Whether it was the proposed NICE guidelines (per se), the growing realization of EVAR durability worries, or fallout from the early failure of EVAS, there has been an impact on EVAR use. National Vascular Registry annual reports reveal that the ratio of EVAR to open surgery for elective infrarenal AAA treatment in the UK has been about 70:30 for a number of years now. In the United States, EVAR is used in > 80% of cases, and there are concerns that the lack of open surgery is impacting training.6 In the screen-detected cohort, the ratio is approximately 50:50 because screen-detected patients (who tend to be up to a decade younger) are generally fitter and have a longer life expectancy, thereby mandating better durability.7
Even before the final publication of the guidelines, there had already been a shift in practice in favor of open surgery. Data from the latest National Vascular Registry report show that the percentages of EVAR and open surgery for elective AAA repair were 68% and 32% in 2017 but changed to 63% and 37% in 2018. Although there was a marginal increase in open surgery in 2018, there were 520 fewer EVARs performed,8 suggesting a shift toward conservative management in some patients. There has been a gradual decline in AAA rates; however, the magnitude of this change is too large to be secondary to a year-on-year prevalence change and therefore represents a real change in practice.

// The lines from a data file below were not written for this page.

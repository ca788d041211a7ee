pub mod ring_arena;

pub use ring_arena::{NodeId, RingArena};
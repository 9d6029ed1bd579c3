//! Deterministic selection of the best resource name per record.

use bioinv_core::{ConfidenceTier, NamePrediction, NameType, ResolvedNameResult, ScoredName};

/// Resolves the candidate predictions of one record into best common, best
/// full, and overall best names.
///
/// Within each type the highest-probability candidate wins; an exact tie
/// keeps the first-seen candidate. The overall best is the
/// higher-probability of the two per-type winners, and an exact tie there
/// goes to the full name — the spelled-out form is the more useful
/// inventory label. Confidence is `High` iff the best name's probability
/// meets `min_prob` (boundary inclusive).
#[must_use]
pub fn resolve_names(names: &[NamePrediction], min_prob: f64) -> ResolvedNameResult {
    let best_common = best_of_type(names, NameType::Common);
    let best_full = best_of_type(names, NameType::Full);

    let best_name = match (&best_common, &best_full) {
        (Some(common), Some(full)) => {
            if full.probability >= common.probability {
                Some(full.clone())
            } else {
                Some(common.clone())
            }
        }
        (Some(common), None) => Some(common.clone()),
        (None, Some(full)) => Some(full.clone()),
        (None, None) => None,
    };

    let confidence = match &best_name {
        Some(name) if name.probability >= min_prob => ConfidenceTier::High,
        _ => ConfidenceTier::Low,
    };

    ResolvedNameResult {
        best_common,
        best_full,
        best_name,
        confidence,
    }
}

/// Highest-probability candidate of one type; first-seen wins exact ties.
fn best_of_type(names: &[NamePrediction], kind: NameType) -> Option<ScoredName> {
    let mut best: Option<&NamePrediction> = None;
    for candidate in names.iter().filter(|n| n.kind == kind) {
        match best {
            Some(current) if candidate.probability <= current.probability => {}
            _ => best = Some(candidate),
        }
    }
    best.map(|n| ScoredName {
        text: n.text.clone(),
        probability: n.probability,
    })
}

We should now accept that although there may be a good endovascular solution for some patients, this group is much smaller than the group currently treated with standard EVAR. However, just because EVAR does not work in all patients, it should not be denied in appropriate situations where it is effective and durable. Crucially, the acknowledgement by NICE that there is a place for EVAR will facilitate ongoing research in and industry development of solutions that are more applicable to adverse anatomy so that a greater proportion of patients with AAA will have an endovascular solution in the future.
1. National Institute for Health and Care Excellence (NICE). Abdominal aortic aneurysm: diagnosis and management. NICE guideline, draft for consultation, May 2018. https://www.nice.org.uk/guidance/gid-cgwave0769/documents/short-version-of-draft-guideline. Accessed February 7, 2020.

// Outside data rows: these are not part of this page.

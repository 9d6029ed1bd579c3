//! HTTP client for the EuropePMC REST search API.

use std::time::Duration;

use reqwest::{Client, Url};

use crate::error::EpmcError;
use crate::types::{Article, SearchPage, SearchResponse};

const DEFAULT_BASE_URL: &str = "https://www.ebi.ac.uk/europepmc/webservices/rest/";

/// Hard cap on followed cursor pages per query. Prevents infinite loops on
/// cycling cursor marks.
const MAX_PAGES: usize = 1_000;

/// Client for the EuropePMC search endpoint.
///
/// Use [`EpmcClient::new`] for production or [`EpmcClient::with_base_url`]
/// to point at a mock server in tests.
pub struct EpmcClient {
    client: Client,
    base_url: Url,
}

impl EpmcClient {
    /// Creates a client pointed at the production EuropePMC API.
    ///
    /// # Errors
    ///
    /// Returns [`EpmcError::Http`] if the underlying `reqwest::Client`
    /// cannot be constructed.
    pub fn new(timeout_secs: u64, user_agent: &str) -> Result<Self, EpmcError> {
        Self::with_base_url(timeout_secs, user_agent, DEFAULT_BASE_URL)
    }

    /// Creates a client with a custom base URL (for testing with wiremock).
    ///
    /// # Errors
    ///
    /// Returns [`EpmcError::Http`] if the underlying `reqwest::Client`
    /// cannot be constructed, or [`EpmcError::UnexpectedStatus`] if
    /// `base_url` is not a valid URL.
    pub fn with_base_url(
        timeout_secs: u64,
        user_agent: &str,
        base_url: &str,
    ) -> Result<Self, EpmcError> {
        let client = Client::builder()
            .timeout(Duration::from_secs(timeout_secs))
            .connect_timeout(Duration::from_secs(10))
            .user_agent(user_agent)
            .build()?;

        // Normalise: exactly one trailing slash so join() appends the
        // `search` segment instead of replacing the last path segment.
        let normalised = format!("{}/", base_url.trim_end_matches('/'));
        let base_url = Url::parse(&normalised).map_err(|e| EpmcError::UnexpectedStatus {
            status: 0,
            url: format!("invalid base URL '{base_url}': {e}"),
        })?;

        Ok(Self { client, base_url })
    }

    /// Fetches one page of search results.
    ///
    /// `cursor` is the cursor mark returned by the previous page, or `None`
    /// for the first page (sent as `*` per the API convention).
    ///
    /// # Errors
    ///
    /// - [`EpmcError::Http`] on network failure.
    /// - [`EpmcError::UnexpectedStatus`] on a non-2xx response.
    /// - [`EpmcError::Deserialize`] if the body does not match the expected
    ///   envelope.
    pub async fn search_page(
        &self,
        query: &str,
        page_size: u32,
        cursor: Option<&str>,
    ) -> Result<SearchPage, EpmcError> {
        let url = self.search_url(query, page_size, cursor);

        let response = self.client.get(url.clone()).send().await?;
        let status = response.status();
        if !status.is_success() {
            return Err(EpmcError::UnexpectedStatus {
                status: status.as_u16(),
                url: url.to_string(),
            });
        }

        let body = response.text().await?;
        let parsed: SearchResponse =
            serde_json::from_str(&body).map_err(|e| EpmcError::Deserialize {
                context: format!("search(query={query})"),
                source: e,
            })?;

        let articles: Vec<Article> = parsed
            .result_list
            .result
            .into_iter()
            .filter_map(|raw| {
                let article = raw.into_article();
                if article.is_none() {
                    tracing::warn!(query, "dropping search result without pmid or id");
                }
                article
            })
            .collect();

        // The API signals exhaustion by repeating the cursor it was given.
        let next_cursor = parsed
            .next_cursor_mark
            .filter(|next| Some(next.as_str()) != cursor && !articles.is_empty());

        Ok(SearchPage {
            articles,
            next_cursor,
            hit_count: parsed.hit_count,
        })
    }

    /// Fetches every page for `query`, following cursor marks until the
    /// listing is exhausted.
    ///
    /// # Errors
    ///
    /// Propagates any error from [`Self::search_page`], and returns
    /// [`EpmcError::PageLimit`] if more than [`MAX_PAGES`] pages are seen.
    pub async fn search_all(&self, query: &str, page_size: u32) -> Result<Vec<Article>, EpmcError> {
        let mut articles: Vec<Article> = Vec::new();
        let mut cursor: Option<String> = None;
        let mut page_count = 0usize;

        loop {
            page_count += 1;
            if page_count > MAX_PAGES {
                return Err(EpmcError::PageLimit {
                    query: query.to_owned(),
                    max_pages: MAX_PAGES,
                });
            }

            let page = self
                .search_page(query, page_size, cursor.as_deref())
                .await?;

            tracing::debug!(
                query,
                page = page_count,
                fetched = page.articles.len(),
                hit_count = page.hit_count,
                "fetched search page"
            );

            articles.extend(page.articles);

            cursor = page.next_cursor;
            if cursor.is_none() {
                break;
            }
        }

        Ok(articles)
    }

    /// Builds the search URL with JSON output and full (`core`) result
    /// metadata, which carries abstract text.
    fn search_url(&self, query: &str, page_size: u32, cursor: Option<&str>) -> Url {
        let mut url = self
            .base_url
            .join("search")
            .expect("joining a fixed segment onto a validated base cannot fail");
        url.query_pairs_mut()
            .append_pair("query", query)
            .append_pair("format", "json")
            .append_pair("resultType", "core")
            .append_pair("pageSize", &page_size.to_string())
            .append_pair("cursorMark", cursor.unwrap_or("*"));
        url
    }
}

/// Substitutes `{from}` and `{to}` placeholders in a query template with a
/// date range, the convention used by stored query files.
#[must_use]
pub fn substitute_date_range(template: &str, from: &str, to: &str) -> String {
    template.replace("{from}", from).replace("{to}", to)
}

#[cfg(test)]
mod tests {
    use super::*;

    fn test_client(base: &str) -> EpmcClient {
        EpmcClient::with_base_url(30, "bioinv/0.1 (test)", base).expect("client should build")
    }

    #[test]
    fn search_url_includes_cursor_and_page_size() {
        let client = test_client("http://localhost:9");
        let url = client.search_url("cancer", 25, Some("AoIIP4"));
        let s = url.to_string();
        assert!(s.starts_with("http://localhost:9/search?"), "got: {s}");
        assert!(s.contains("query=cancer"));
        assert!(s.contains("pageSize=25"));
        assert!(s.contains("cursorMark=AoIIP4"));
        assert!(s.contains("resultType=core"));
    }

    #[test]
    fn search_url_defaults_cursor_to_star() {
        let client = test_client("http://localhost:9");
        let url = client.search_url("cancer", 25, None);
        assert!(url.to_string().contains("cursorMark=*"));
    }

    #[test]
    fn base_url_trailing_slashes_are_normalised() {
        let client = test_client("http://localhost:9///");
        let url = client.search_url("x", 1, None);
        assert!(url.to_string().starts_with("http://localhost:9/search?"));
    }

    #[test]
    fn substitutes_date_placeholders() {
        let q = substitute_date_range(
            "(ABSTRACT:\"database\") AND (FIRST_PDATE:[{from} TO {to}])",
            "2011-01-01",
            "2021-12-31",
        );
        assert_eq!(
            q,
            "(ABSTRACT:\"database\") AND (FIRST_PDATE:[2011-01-01 TO 2021-12-31])"
        );
    }
}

2. Patel R, Sweeting MJ, Powell JT, et al. Endovascular versus open repair of abdominal aortic aneurysm in 15-years’ follow-up of the UK endovascular repair trial 1 (EVAR 1): a randomised controlled trial. Lancet. 2016;12:2366-2374.

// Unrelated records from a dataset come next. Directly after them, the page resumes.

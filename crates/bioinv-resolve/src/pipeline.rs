//! Resolution pipeline orchestration.

use bioinv_core::{InventoryRecord, PipelineConfig, ResolvedRecord, VerifiedRecord};

use crate::dedup::deduplicate;
use crate::filter::{filter_records, RemovalReport};
use crate::names::resolve_names;
use crate::review::{flag_for_review, ReviewSummary};

/// Output of one resolution run.
#[derive(Debug)]
pub struct ResolutionOutput {
    pub inventory: Vec<InventoryRecord>,
    pub removals: RemovalReport,
    pub review: ReviewSummary,
}

/// Runs the post-verification stages in order:
///
/// 1. Filter out records that cannot become inventory rows (reporting why).
/// 2. Resolve the best common/full/overall name per record.
/// 3. Collapse to singleton inventory rows (dropping title/abstract) and
///    merge duplicates under the configured keys.
/// 4. Flag low-confidence rows for manual review.
#[must_use]
pub fn resolve_inventory(
    records: Vec<VerifiedRecord>,
    config: &PipelineConfig,
) -> ResolutionOutput {
    let (kept, removals) = filter_records(records, config);

    let resolved: Vec<ResolvedRecord> = kept
        .into_iter()
        .map(|verified| {
            let names = resolve_names(&verified.record.names, config.min_prob);
            ResolvedRecord {
                record: verified.record,
                verifications: verified.verifications,
                names,
            }
        })
        .collect();

    let singletons: Vec<InventoryRecord> = resolved
        .into_iter()
        .map(InventoryRecord::from_resolved)
        .collect();

    let mut inventory = deduplicate(singletons, &config.dedup_keys);
    let review = flag_for_review(&mut inventory, config.min_prob);

    ResolutionOutput {
        inventory,
        removals,
        review,
    }
}
//! Record types flowing through the pipeline stages.
//!
//! `PredictionRecord` is the immutable upstream input (one row per article).
//! Each stage attaches its output without recomputing earlier stages:
//! verification results, resolved names, and finally the deduplicated
//! `InventoryRecord`, which drops free-text fields.

use std::fmt;

use serde::{Deserialize, Serialize};

/// Kind of a predicted resource name span.
#[derive(Debug, Clone, Copy, PartialEq, Eq, Serialize, Deserialize)]
pub enum NameType {
    /// Short form, e.g. "PDB".
    Common,
    /// Spelled-out form, e.g. "Protein Data Bank".
    Full,
}

/// One candidate name extracted by the upstream NER stage.
#[derive(Debug, Clone, PartialEq, Serialize, Deserialize)]
pub struct NamePrediction {
    pub text: String,
    pub kind: NameType,
    /// Model probability in `[0, 1]`.
    pub probability: f64,
}

/// One row per article as produced by upstream extraction. Immutable input.
#[derive(Debug, Clone, PartialEq, Serialize, Deserialize)]
pub struct PredictionRecord {
    /// Unique article identifier (PMID or similar).
    pub id: String,
    pub title: String,
    pub abstract_text: String,
    /// Extracted URLs in document order.
    pub urls: Vec<String>,
    /// Candidate name predictions in document order.
    pub names: Vec<NamePrediction>,
}

/// Terminal classification of a single URL liveness check.
///
/// Expected failures are values, not errors: an unreachable host after all
/// attempts becomes `NetworkError` with the last error message observed.
#[derive(Debug, Clone, PartialEq, Eq, Serialize, Deserialize)]
pub enum CheckOutcome {
    /// HTTP response with status < 400 (redirects are recorded as-is).
    Success(u16),
    /// HTTP response with status >= 400. Not retried.
    ClientFailure(u16),
    /// The request never completed: DNS failure, connection refused,
    /// timeout, TLS error, or an unparsable URL.
    NetworkError(String),
}

impl CheckOutcome {
    /// True when the live check got a sub-400 response.
    #[must_use]
    pub fn is_success(&self) -> bool {
        matches!(self, CheckOutcome::Success(_))
    }
}

impl fmt::Display for CheckOutcome {
    /// Renders the numeric status for HTTP outcomes and the error message
    /// for network failures, matching the status column format.
    fn fmt(&self, f: &mut fmt::Formatter<'_>) -> fmt::Result {
        match self {
            CheckOutcome::Success(status) | CheckOutcome::ClientFailure(status) => {
                write!(f, "{status}")
            }
            CheckOutcome::NetworkError(message) => write!(f, "{message}"),
        }
    }
}

/// Best-effort geolocation of a responding host.
#[derive(Debug, Clone, PartialEq, Serialize, Deserialize)]
pub struct GeoLocation {
    pub country: String,
    pub latitude: f64,
    pub longitude: f64,
}

/// Verification output for one URL. Computed once, never mutated.
#[derive(Debug, Clone, PartialEq, Serialize, Deserialize)]
pub struct UrlVerificationResult {
    pub url: String,
    pub outcome: CheckOutcome,
    /// Present only when the outcome is `Success` and a provider answered.
    pub geo: Option<GeoLocation>,
    /// Closest archived snapshot, independent of live status.
    pub archived_url: Option<String>,
}

/// A prediction record with one verification result per URL.
#[derive(Debug, Clone, PartialEq, Serialize, Deserialize)]
pub struct VerifiedRecord {
    pub record: PredictionRecord,
    /// Parallel to `record.urls`. Empty when the record has no URLs.
    pub verifications: Vec<UrlVerificationResult>,
}

/// A name candidate selected as the best of its type.
#[derive(Debug, Clone, PartialEq, Serialize, Deserialize)]
pub struct ScoredName {
    pub text: String,
    pub probability: f64,
}

/// Coarse trust classification of a resolved name.
#[derive(Debug, Clone, Copy, PartialEq, Eq, Serialize, Deserialize)]
pub enum ConfidenceTier {
    /// Best name probability met the threshold; auto-accepted.
    High,
    /// Below threshold (or no name); needs manual review.
    Low,
}

impl ConfidenceTier {
    #[must_use]
    pub fn as_str(self) -> &'static str {
        match self {
            ConfidenceTier::High => "high",
            ConfidenceTier::Low => "low",
        }
    }
}

impl fmt::Display for ConfidenceTier {
    fn fmt(&self, f: &mut fmt::Formatter<'_>) -> fmt::Result {
        f.write_str(self.as_str())
    }
}

/// Deterministically resolved names for one record.
#[derive(Debug, Clone, PartialEq, Serialize, Deserialize)]
pub struct ResolvedNameResult {
    pub best_common: Option<ScoredName>,
    pub best_full: Option<ScoredName>,
    /// The higher-probability of `best_common`/`best_full`; full wins ties.
    pub best_name: Option<ScoredName>,
    pub confidence: ConfidenceTier,
}

/// A verified record with resolved names attached.
#[derive(Debug, Clone, PartialEq, Serialize, Deserialize)]
pub struct ResolvedRecord {
    pub record: PredictionRecord,
    pub verifications: Vec<UrlVerificationResult>,
    pub names: ResolvedNameResult,
}

/// Terminal output unit after deduplication.
///
/// Title/abstract are dropped: they stop being meaningful once several
/// articles are merged into one resource row.
#[derive(Debug, Clone, PartialEq, Serialize, Deserialize)]
pub struct InventoryRecord {
    /// Source article IDs in first-seen order. Never empty. A list, not a
    /// set: duplicate IDs survive if upstream supplied them.
    pub ids: Vec<String>,
    /// The representative (first-seen group member) URL verification set.
    pub urls: Vec<UrlVerificationResult>,
    pub names: ResolvedNameResult,
    pub confidence: ConfidenceTier,
}

impl InventoryRecord {
    /// Wraps one resolved record as a singleton inventory row, ahead of
    /// grouping. Drops title/abstract.
    #[must_use]
    pub fn from_resolved(resolved: ResolvedRecord) -> Self {
        let confidence = resolved.names.confidence;
        InventoryRecord {
            ids: vec![resolved.record.id],
            urls: resolved.verifications,
            names: resolved.names,
            confidence,
        }
    }

    /// The record's primary URL, used as the `url` dedup key.
    #[must_use]
    pub fn primary_url(&self) -> Option<&str> {
        self.urls.first().map(|v| v.url.as_str())
    }
}
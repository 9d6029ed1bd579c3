//! Text normalization helpers.
//!
//! `strip_xml` cleans title/abstract markup at the input boundary;
//! `normalize_key` canonicalizes dedup key text so near-identical spellings
//! group together.

use std::sync::LazyLock;

use regex::Regex;

// A header tag squeezed between two words would glue them together when
// removed, so it is replaced with a space first. Capture groups stand in
// for lookaround, which the regex crate does not support.
static HEADER_BETWEEN_WORDS_RE: LazyLock<Regex> = LazyLock::new(|| {
    Regex::new(r"([\w.?!])</?h\d>(\w)").expect("valid header-tag regex")
});

static XML_TAG_RE: LazyLock<Regex> =
    LazyLock::new(|| Regex::new(r"<[\w/]+>").expect("valid tag regex"));

/// Strips XML/HTML markup from abstract text.
///
/// Header tags directly between words become a single space; all other tags
/// are removed outright, so inline markup like `<i>` or `<sub>` collapses
/// without introducing spaces.
#[must_use]
pub fn strip_xml(text: &str) -> String {
    let spaced = HEADER_BETWEEN_WORDS_RE.replace_all(text, "${1} ${2}");
    XML_TAG_RE.replace_all(&spaced, "").into_owned()
}

/// Canonicalizes text for use as a dedup key: trimmed, lowercased, internal
/// whitespace runs collapsed to one space.
#[must_use]
pub fn normalize_key(text: &str) -> String {
    text.split_whitespace()
        .collect::<Vec<_>>()
        .join(" ")
        .to_lowercase()
}
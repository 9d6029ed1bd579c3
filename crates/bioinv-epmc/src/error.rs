use thiserror::Error;

/// Errors returned by the EuropePMC search client.
#[derive(Debug, Error)]
pub enum EpmcError {
    /// Network or TLS failure from the underlying HTTP client.
    #[error("HTTP error: {0}")]
    Http(#[from] reqwest::Error),

    /// The API answered with a non-2xx status.
    #[error("unexpected HTTP status {status} from {url}")]
    UnexpectedStatus { status: u16, url: String },

    /// The response body could not be deserialized into the expected shape.
    #[error("JSON deserialization error for {context}: {source}")]
    Deserialize {
        context: String,
        #[source]
        source: serde_json::Error,
    },

    /// Cursor pagination exceeded the page cap; guards against cursor cycles.
    #[error("pagination limit reached for query \"{query}\": exceeded {max_pages} pages")]
    PageLimit { query: String, max_pages: usize },
}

3. Shanzer A, Greenberg RK, Hevelone N, et al. Predictors of abdominal aortic aneurysm sac enlargement after endovascular repair. Circulation. 2011;123:2848-2855.
4. Kouvelos GN, Oikonomou K, Antoniou GA, et al. A systematic review of proximal neck dilatation after endovascular repair for abdominal aneurysm. J Endovasc Ther. 2017;24:59-67.
5. National Institute for Health and Care Excellence (NICE). Abdominal aortic aneurysm: diagnosis and management. NICE guideline, March 2020. https://www.nice.org.uk/guidance/ng156. Accessed March 19, 2020.
6. Smith ME, Andraska EA, Sutzko DC, et al. The decline of open abdominal aortic surgery among individual training programs and vascular surgery trainees [published online September 26, 2019]. J Vasc Surg.
7. Meecham L, Jacomelli J, Pherwani AD, Earnshaw J. Self referral to the NHS Abdominal Aortic Aneurysm Screening Programme. Eur J Vasc Endovasc Surg. 2016;52:317-321.